### Required work
Within the entries that follow, show each line where the word "them" occurs.

Source records
//! Recording engine for capturing origin traffic

mod engine;

pub use engine::{Exchange, Recorder};
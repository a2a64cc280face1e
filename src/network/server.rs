//! Accept loop serving HTTP/1.1 proxy connections

use std::convert::Infallible;
use std::future::Future;
use std::net::SocketAddr;
use std::time::Duration;

use hyper::body::Incoming;
use hyper::server::conn::http1;
use hyper::service::service_fn;
use hyper::{Request, Response};
use hyper_util::rt::TokioIo;
use tokio::net::TcpListener;
use tokio::sync::broadcast;
use tokio::task::JoinSet;
use tracing::{debug, error, info, warn};

use crate::playback::ProxyBody;
use crate::{ProxyError, Result};

use super::connection_pool::ConnectionPool;
use super::SHUTDOWN_TIMEOUT_MS;

/// Bound listener that dispatches every request to a handler
pub struct ProxyServer {
    listener: TcpListener,
    local_addr: SocketAddr,
    connection_pool: ConnectionPool,
    shutdown_tx: broadcast::Sender<()>,
}

impl ProxyServer {
    /// Bind `host:port`; port 0 picks a free port
    ///
    /// # Errors
    ///
    /// Returns error if the address cannot be resolved or bound
    pub async fn bind(host: &str, port: u16, max_connections: usize) -> Result<Self> {
        let listener = TcpListener::bind((host, port)).await.map_err(|e| {
            ProxyError::ConfigError(format!("Failed to listen on {host}:{port}: {e}"))
        })?;
        let local_addr = listener.local_addr()?;
        let (shutdown_tx, _) = broadcast::channel(1);

        Ok(Self {
            listener,
            local_addr,
            connection_pool: ConnectionPool::new(max_connections),
            shutdown_tx,
        })
    }

    /// Address actually bound
    #[must_use]
    pub fn local_addr(&self) -> SocketAddr {
        self.local_addr
    }

    /// Sender that stops the accept loop and drains connections
    #[must_use]
    pub fn shutdown_handle(&self) -> broadcast::Sender<()> {
        self.shutdown_tx.clone()
    }

    /// Serve until a shutdown signal is sent
    ///
    /// # Errors
    ///
    /// Currently infallible; accept errors are logged and skipped
    pub async fn run<F, Fut>(self, handler: F) -> Result<()>
    where
        F: Fn(Request<Incoming>) -> Fut + Clone + Send + Sync + 'static,
        Fut: Future<Output = Response<ProxyBody>> + Send + 'static,
    {
        let mut shutdown_rx = self.shutdown_tx.subscribe();
        let mut connections = JoinSet::new();

        info!("Listening on {}", self.local_addr);

        loop {
            tokio::select! {
                result = self.listener.accept() => {
                    match result {
                        Ok((stream, peer_addr)) => {
                            let Some(guard) = self.connection_pool.try_acquire() else {
                                warn!("Connection limit reached, rejecting {}", peer_addr);
                                drop(stream);
                                continue;
                            };

                            let handler = handler.clone();
                            let mut conn_shutdown = self.shutdown_tx.subscribe();

                            connections.spawn(async move {
                                let _guard = guard;
                                let service = service_fn(move |request| {
                                    let handler = handler.clone();
                                    async move { Ok::<_, Infallible>(handler(request).await) }
                                });

                                let conn = http1::Builder::new()
                                    .serve_connection(TokioIo::new(stream), service);
                                tokio::pin!(conn);

                                let result = tokio::select! {
                                    result = conn.as_mut() => result,
                                    _ = conn_shutdown.recv() => {
                                        conn.as_mut().graceful_shutdown();
                                        conn.await
                                    }
                                };

                                if let Err(e) = result {
                                    debug!("Connection from {} ended: {}", peer_addr, e);
                                }
                            });
                        }
                        Err(e) => {
                            error!("Accept error: {}", e);
                        }
                    }
                }
                Some(_) = connections.join_next(), if !connections.is_empty() => {}
                _ = shutdown_rx.recv() => {
                    info!("Listener {} shutting down", self.local_addr);
                    break;
                }
            }
        }

        drop(self.listener);

        // Wait for in-flight exchanges with timeout
        let shutdown_timeout = Duration::from_millis(SHUTDOWN_TIMEOUT_MS);
        let drained = tokio::time::timeout(shutdown_timeout, async {
            while let Some(result) = connections.join_next().await {
                if let Err(e) = result {
                    warn!("Connection task error: {}", e);
                }
            }
        })
        .await;

        if drained.is_err() {
            warn!("Aborting {} connections still open", connections.len());
            connections.shutdown().await;
        }

        info!("Shutdown complete");
        Ok(())
    }
}

#[cfg(test)]
mod tests {
    use super::*;
    use crate::network::http::text_response;
    use http_body_util::{BodyExt, Empty};
    use hyper::body::Bytes;
    use hyper::StatusCode;
    use hyper_util::client::legacy::Client;
    use hyper_util::rt::TokioExecutor;

    #[tokio::test]
    async fn test_bind_ephemeral_port() {
        let server = ProxyServer::bind("127.0.0.1", 0, 10).await.unwrap();
        assert_ne!(server.local_addr().port(), 0);
    }

    #[tokio::test]
    async fn test_serves_requests_until_shutdown() {
        let server = ProxyServer::bind("127.0.0.1", 0, 10).await.unwrap();
        let addr = server.local_addr();
        let shutdown = server.shutdown_handle();

        let handle = tokio::spawn(server.run(|request: Request<Incoming>| async move {
            text_response(StatusCode::OK, request.uri().path())
        }));

        let client = Client::builder(TokioExecutor::new()).build_http::<Empty<Bytes>>();
        let response = client
            .get(format!("http://{addr}/hello").parse().unwrap())
            .await
            .unwrap();
        assert_eq!(response.status(), StatusCode::OK);
        let body = response.into_body().collect().await.unwrap().to_bytes();
        assert_eq!(body, "/hello");

        shutdown.send(()).ok();
        let result = tokio::time::timeout(Duration::from_secs(7), handle).await;
        assert!(result.unwrap().unwrap().is_ok());
    }
}
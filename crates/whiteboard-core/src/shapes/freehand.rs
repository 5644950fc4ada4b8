//! Freehand strokes and the point accumulator that grows them.

use super::{Element, ElementBody};
use crate::error::{BoardError, BoardResult};
use crate::outline::{OutlinePipeline, RenderablePath};
use kurbo::{Point, Rect};
use serde::{Deserialize, Serialize};

/// Sample points of a freehand stroke and the outline derived from them.
#[derive(Debug, Clone, PartialEq, Serialize, Deserialize)]
pub struct Stroke {
    /// Samples in the order they were received.
    pub points: Vec<Point>,
    /// Outline of `points`, as returned by the outline pipeline.
    pub outline: RenderablePath,
}

impl Stroke {
    /// Start a stroke at a single seed point.
    pub fn seeded(seed: Point, pipeline: &OutlinePipeline) -> Self {
        let points = vec![seed];
        let outline = pipeline.render(&points);
        Self { points, outline }
    }

    /// A copy of this stroke with `point` appended and the outline recomputed
    /// over every sample.
    pub fn appended(&self, point: Point, pipeline: &OutlinePipeline) -> Self {
        let mut points = Vec::with_capacity(self.points.len() + 1);
        points.extend_from_slice(&self.points);
        points.push(point);
        let outline = pipeline.render(&points);
        Self { points, outline }
    }

    /// Get the number of samples.
    pub fn len(&self) -> usize {
        self.points.len()
    }

    /// Check if the stroke has no samples.
    pub fn is_empty(&self) -> bool {
        self.points.is_empty()
    }

    /// Bounding box of the samples.
    pub fn bounds(&self) -> Rect {
        let Some(&first) = self.points.first() else {
            return Rect::ZERO;
        };
        self.points
            .iter()
            .skip(1)
            .fold(Rect::from_points(first, first), |rect, &p| rect.union_pt(p))
    }
}

/// Append a pointer sample to a freehand element.
///
/// Samples are taken as-is: duplicates and backtracking are kept, in call order.
pub fn append_point(
    element: &Element,
    x: f64,
    y: f64,
    pipeline: &OutlinePipeline,
) -> BoardResult<Element> {
    let ElementBody::Stroke(stroke) = &element.body else {
        return Err(BoardError::UnrecognizedElementKind {
            id: element.id,
            kind: element.kind,
        });
    };

    Ok(Element {
        id: element.id,
        kind: element.kind,
        style: element.style.clone(),
        body: ElementBody::Stroke(stroke.appended(Point::new(x, y), pipeline)),
    })
}

#[cfg(test)]
mod tests {
    use super::*;
    use crate::shapes::{Anchors, StyleAttributes};
    use crate::tools::ToolKind;

    fn freehand(seed: Point, pipeline: &OutlinePipeline) -> Element {
        Element {
            id: 3,
            kind: ToolKind::Freehand,
            style: StyleAttributes::default(),
            body: ElementBody::Stroke(Stroke::seeded(seed, pipeline)),
        }
    }

    #[test]
    fn test_append_keeps_order_and_duplicates() {
        let pipeline = OutlinePipeline::default();
        let mut element = freehand(Point::new(0.0, 0.0), &pipeline);
        for (x, y) in [(5.0, 5.0), (5.0, 5.0), (1.0, 2.0)] {
            element = append_point(&element, x, y, &pipeline).unwrap();
        }

        let stroke = element.stroke().unwrap();
        assert_eq!(
            stroke.points,
            vec![
                Point::new(0.0, 0.0),
                Point::new(5.0, 5.0),
                Point::new(5.0, 5.0),
                Point::new(1.0, 2.0),
            ]
        );
        assert_eq!(element.id, 3);
    }

    #[test]
    fn test_append_leaves_input_untouched() {
        let pipeline = OutlinePipeline::default();
        let element = freehand(Point::new(1.0, 1.0), &pipeline);
        let grown = append_point(&element, 2.0, 2.0, &pipeline).unwrap();

        assert_eq!(element.stroke().unwrap().len(), 1);
        assert_eq!(grown.stroke().unwrap().len(), 2);
        assert_ne!(element.stroke().unwrap().outline, grown.stroke().unwrap().outline);
    }

    #[test]
    fn test_append_to_anchor_body_fails() {
        let pipeline = OutlinePipeline::default();
        let element = Element {
            id: 0,
            kind: ToolKind::Freehand,
            style: StyleAttributes::default(),
            body: ElementBody::Anchors(Anchors::new(0.0, 0.0, 0.0, 0.0)),
        };
        let err = append_point(&element, 1.0, 1.0, &pipeline).unwrap_err();
        assert_eq!(
            err,
            BoardError::UnrecognizedElementKind {
                id: 0,
                kind: ToolKind::Freehand
            }
        );
    }

    #[test]
    fn test_bounds() {
        let pipeline = OutlinePipeline::default();
        let stroke = Stroke::seeded(Point::new(0.0, 0.0), &pipeline)
            .appended(Point::new(100.0, 50.0), &pipeline)
            .appended(Point::new(50.0, 100.0), &pipeline);

        let bounds = stroke.bounds();
        assert!((bounds.x0).abs() < f64::EPSILON);
        assert!((bounds.y0).abs() < f64::EPSILON);
        assert!((bounds.x1 - 100.0).abs() < f64::EPSILON);
        assert!((bounds.y1 - 100.0).abs() < f64::EPSILON);
    }
}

### Result
//! Freehand strokes and the point accumulator that grows them.
/// Sample points of a freehand stroke and the outline derived from them.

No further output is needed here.